でもなぜ、蛇なのか?
専門家によると、これらの土器に表現されている蛇の種類は、おそらくマムシなのだそうです。それに対して山科さんは、「マムシには、他の蛇にはない特徴がある」と言います。まず、典型的な毒ヘビであるマムシは絶命必至の危険な生き物であったこと。それから、マムシの出産法がとても特殊であるということです。
「蛇体把手土器」蛇表現の把手部分拡大
蛇は爬虫類ですから、通常卵を産みそこから孵化していくものですが、マムシの場合、卵が母親のお腹の中で孵るのです。つまり、外目には哺乳類と同じように子供が生まれるということです。蛇の体内から大量の蛇がニョロニョロと出てくる様子には、きっと縄文人も言葉を失ったに違いありません。もしかしたら縄文人は、マムシの絶命必至の威力や、人間に似ていて、しかも多産であるという特徴にあやかろうと、願いを込めて文様を施したのかもしれません。
「石棒」も蛇の簡略化・・・?
蛇体把手土器や抽象文土器を見て、「え、なんかエロス・・」と感じた方、その感覚は決して間違いではありません。縄文人のマツリの道具として有名な石棒(男性器の象徴と言われる)や石皿(女性器の象徴と言われる)もまた、これら蛇をモチーフにした土器のすぐ後に出現し、大量に作られるようになるのです。

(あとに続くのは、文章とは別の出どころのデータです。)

use egui::pos2;
use mapquill::projector::{self, Camera, MapSurface, Vec3};

const FOV_60: f32 = std::f32::consts::PI / 3.0;

fn camera() -> Camera {
    Camera::new(
        Vec3::new(0.0, 0.0, 0.0),
        Vec3::new(0.0, 0.0, -1.0),
        Vec3::new(0.0, 1.0, 0.0),
        FOV_60,
    )
}

/// 0.5 × 0.4 parchment quad facing the camera one unit away.
fn quad() -> MapSurface {
    MapSurface::new(
        Vec3::new(0.0, 0.0, -1.0),
        Vec3::new(0.25, 0.0, 0.0),
        Vec3::new(0.0, 0.2, 0.0),
    )
}

#[test]
fn center_of_screen_maps_to_center_of_buffer() {
    let point = projector::project(&camera(), &quad(), pos2(400.0, 300.0), (800.0, 600.0), 512, 512)
        .expect("center ray hits the quad");
    assert!((point.x - 256.0).abs() < 0.01);
    assert!((point.y - 256.0).abs() < 0.01);
}

#[test]
fn v_axis_is_flipped() {
    // A pointer in the upper half of the screen hits the upper half of the
    // quad, which is the *low-y* half of the image buffer.
    let point = projector::project(&camera(), &quad(), pos2(400.0, 200.0), (800.0, 600.0), 512, 512)
        .expect("ray hits the quad");
    assert!((point.x - 256.0).abs() < 0.01);
    assert!(point.y < 256.0);

    let lower = projector::project(&camera(), &quad(), pos2(400.0, 400.0), (800.0, 600.0), 512, 512)
        .expect("ray hits the quad");
    assert!(lower.y > 256.0);
    // Symmetric pointer positions land symmetrically around the middle row.
    assert!((point.y + lower.y - 512.0).abs() < 0.5);
}

#[test]
fn pointer_off_the_quad_misses() {
    // Screen corner: the ray passes well outside the 0.5 × 0.4 quad.
    assert!(
        projector::project(&camera(), &quad(), pos2(5.0, 5.0), (800.0, 600.0), 512, 512).is_none()
    );
}

#[test]
fn ray_parallel_to_surface_misses() {
    // Camera looking along +x, quad normal along z: center ray is parallel.
    let cam = Camera::new(
        Vec3::new(0.0, 0.0, 0.0),
        Vec3::new(1.0, 0.0, 0.0),
        Vec3::new(0.0, 1.0, 0.0),
        FOV_60,
    );
    assert!(quad().intersect(cam.position, Vec3::new(1.0, 0.0, 0.0)).is_none());
}

#[test]
fn surface_behind_the_camera_misses() {
    let behind = MapSurface::new(
        Vec3::new(0.0, 0.0, 1.0),
        Vec3::new(0.25, 0.0, 0.0),
        Vec3::new(0.0, 0.2, 0.0),
    );
    assert!(
        projector::project(&camera(), &behind, pos2(400.0, 300.0), (800.0, 600.0), 512, 512)
            .is_none()
    );
}

#[test]
fn quad_edges_map_to_uv_extremes() {
    let q = quad();
    // Straight at the right edge midpoint.
    let dir = (Vec3::new(0.25, 0.0, -1.0)).norm();
    let (u, v) = q.intersect(Vec3::new(0.0, 0.0, 0.0), dir).expect("edge hit");
    assert!((u - 1.0).abs() < 1e-4);
    assert!((v - 0.5).abs() < 1e-4);
    // Straight at the top edge midpoint.
    let dir = (Vec3::new(0.0, 0.2, -1.0)).norm();
    let (u, v) = q.intersect(Vec3::new(0.0, 0.0, 0.0), dir).expect("edge hit");
    assert!((u - 0.5).abs() < 1e-4);
    assert!((v - 1.0).abs() < 1e-4);
}

#[test]
fn tilted_quad_still_reports_uv() {
    // The lowered "on the table" pose: tilted away around the x axis.
    let (s, c) = 1.15_f32.sin_cos();
    let tilted = MapSurface::new(
        Vec3::new(0.0, -0.35, -0.9),
        Vec3::new(0.25, 0.0, 0.0),
        Vec3::new(0.0, 0.2 * c, -0.2 * s),
    );
    let (u, v) = tilted
        .intersect(Vec3::new(0.0, 0.0, 0.0), (tilted.center - Vec3::new(0.0, 0.0, 0.0)).norm())
        .expect("center ray hits");
    assert!((u - 0.5).abs() < 1e-4);
    assert!((v - 0.5).abs() < 1e-4);
}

石棒(左)と石皿(右)(全て尖石縄文考古館蔵)館内には大きいものから小さな持ち運び用(?)のものまで、様々なスタイルの石棒と石皿が展示されています。
蛇は脱皮することから、再生のシンボルとして世界中様々な文化で特別な存在とされていますが、同時に、その外見から男性器のシンボルともされてきました。石棒はもしかしたら、蛇を簡略化した表現だったのかもしれません。縄文人が蛇に象徴させた願いの深さ、彼らの想像力の豊かさにあっぱれです。
「蛇体把手土器」や「抽象文土器」は、八ヶ岳を中心にして、やがて中部〜関東にまで広がる一大文化圏を築きます。この文化圏の縄文人は、みんな「再生」や「子宝」、「繁栄」また「霊力」の象徴として、八ヶ岳の蛇を信仰したのかもしれません。